A spokesman for the American Optometric Association said he could not discuss states' efforts since each works independently on legislative matters. However, the American Medical Association has reported that optometry organizations in about 26 states are pursuing legislation that would expand their scope of practice to include some surgical procedures.

In Nebraska, the proposed bill would allow optometrists to perform capsulotomies, trabeculoplasties, and laser peripheral iridotomies, and to remove skin lesions. It also would authorize optometrists to inject pharmaceuticals into the eyelid, and permit optometrists to prescribe oral medication for glaucoma. The association also is seeking permission to perform these procedures within the state in a hands-on, educational setting before the bill is passed, McBride said.

The bill has been opposed by ophthalmologists, who have protested that optometrists lack the training and experience to handle complications that may arise during surgery. They argue that optometrists also lack the thousands of hours of supervised experience ophthalmologists receive through their residency training.

However, McBride said, optometrists have plenty of experience working in eye care, and can easily gain the additional training needed. After all, he said, many ophthalmologists learned to use lasers and perform newer techniques through continuing-education courses well after they graduated medical school.

Many optometrists co-manage patients with ophthalmologists and already perform post-op care, making them familiar with the complications that can arise and how to manage them, McBride added.

"This is a pretty small step forward for optometrists, not the quantum leap that medicine would like people to believe," he explained. "Many of these procedures can be done with topical anesthetics that optometrists already use now. It's portrayed intentionally by medicine to legislators and the public that this is comparable to [treating] someone in a surgical suite for a vastly complicated case, and that's not what we are talking about."

While new procedures would require some training, he argues that the equipment and instrumentation is not very complicated, and is similar to that already used in optometry clinics.

The "vast majority" of the NOA's members are enthusiastic about expanding their services and predict a significant benefit for their patients, even if not all optometrists would immediately pursue them, McBride said.

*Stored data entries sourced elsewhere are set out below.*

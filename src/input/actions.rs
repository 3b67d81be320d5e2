//! Game action definitions
//!
//! Gameplay code asks about actions, never about keys. The key bindings live
//! in `InputState`.

/// All game actions that can be triggered by input
#[derive(Debug, Clone, Copy, PartialEq, Eq, Hash)]
pub enum Action {
    MoveLeft,
    MoveRight,
    Jump,
    Dash,
}
//! GUST: a tiny ninja platformer
//!
//! Run, jump, wall-slide and dash through small tile levels at a fixed
//! 320x240 resolution, scaled up to whatever window the player has. The
//! simulation runs at 60 ticks per second regardless of display refresh.

/// Version from Cargo.toml
pub const VERSION: &str = env!("CARGO_PKG_VERSION");

mod asset;
mod game;
mod input;
mod world;

use macroquad::prelude::*;
use macroquad::rand::gen_range;

use asset::AssetLibrary;
use game::{Game, TICK_DT, VIEW_HEIGHT, VIEW_WIDTH};
use input::InputState;
use world::Level;

/// Level file loaded at startup.
const LEVEL_PATH: &str = "assets/maps/0.ron";

/// Cap on the frame time fed to the tick accumulator, so a long stall (window
/// drag, breakpoint) does not trigger a catch-up burst of hundreds of ticks.
const MAX_FRAME_TIME: f32 = 0.25;

fn window_conf() -> Conf {
    Conf {
        window_title: format!("GUST v{}", VERSION),
        window_width: 640,
        window_height: 480,
        window_resizable: true,
        high_dpi: true,
        ..Default::default()
    }
}

#[macroquad::main(window_conf)]
async fn main() {
    // Initialize crash logging FIRST (before any other code)
    #[cfg(not(target_arch = "wasm32"))]
    crashlog::setup!(crashlog::cargo_metadata!().capitalized(), false);

    macroquad::rand::srand(macroquad::miniquad::date::now() as u64);

    let assets = AssetLibrary::load().await;

    let level = match load_string(LEVEL_PATH).await {
        Ok(text) => match Level::from_ron(&text) {
            Ok(level) => level,
            Err(err) => {
                eprintln!("Bad level file {}: {}", LEVEL_PATH, err);
                println!("Using built-in level");
                Level::fallback()
            }
        },
        Err(err) => {
            eprintln!("Failed to read {}: {}", LEVEL_PATH, err);
            println!("Using built-in level");
            Level::fallback()
        }
    };

    let mut game = Game::new(
        assets.animations().clone(),
        level,
        assets.image_count("clouds"),
    );
    let input = InputState::new();

    // The game draws into a fixed-size render target that gets scaled to the
    // window at the end of the frame.
    let target = render_target(VIEW_WIDTH as u32, VIEW_HEIGHT as u32);
    target.texture.set_filter(FilterMode::Nearest);
    let mut camera =
        Camera2D::from_display_rect(Rect::new(0.0, 0.0, VIEW_WIDTH, VIEW_HEIGHT));
    camera.render_target = Some(target.clone());

    let mut accumulator = 0.0f32;

    loop {
        if input.quit_requested() {
            break;
        }

        accumulator += get_frame_time().min(MAX_FRAME_TIME);
        let mut tick_input = input.snapshot();
        while accumulator >= TICK_DT {
            accumulator -= TICK_DT;
            game.update(tick_input);
            // Edge actions fire once even when several ticks run this frame.
            tick_input = tick_input.without_edges();
        }

        set_camera(&camera);
        clear_background(BLACK);
        game.render(&assets);

        set_default_camera();
        clear_background(BLACK);
        let shake = game.screenshake;
        let offset = vec2(
            gen_range(0.0, shake) - shake / 2.0,
            gen_range(0.0, shake) - shake / 2.0,
        );
        let scale = (screen_width() / VIEW_WIDTH).min(screen_height() / VIEW_HEIGHT);
        let dest = vec2(VIEW_WIDTH, VIEW_HEIGHT) * scale;
        let corner = (vec2(screen_width(), screen_height()) - dest) / 2.0 + offset;
        draw_texture_ex(
            &target.texture,
            corner.x,
            corner.y,
            WHITE,
            DrawTextureParams {
                dest_size: Some(dest),
                // Render targets come out upside down relative to screen space.
                flip_y: true,
                ..Default::default()
            },
        );

        next_frame().await;
    }
}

Still, there are hurdles, including what he called a "negative" review of the bill in 2010 by the legislature's administrative review process-something McBride acknowledges has been the experience for most health professions that have attempted to expand their powers, and won't necessarily block passage of the bill. It just means optometrists have to help legislators understand how and why the bill will help residents achieve better eye care.

"The fact that only a couple of states right now have comparable scope of authority is an indication this is a difficult threshold for optometry to get passed," he said, adding that key legislators have suggested a compromise might be required. "It's not impossible, but it raises questions in the minds of a lot of lawmakers. We have good support."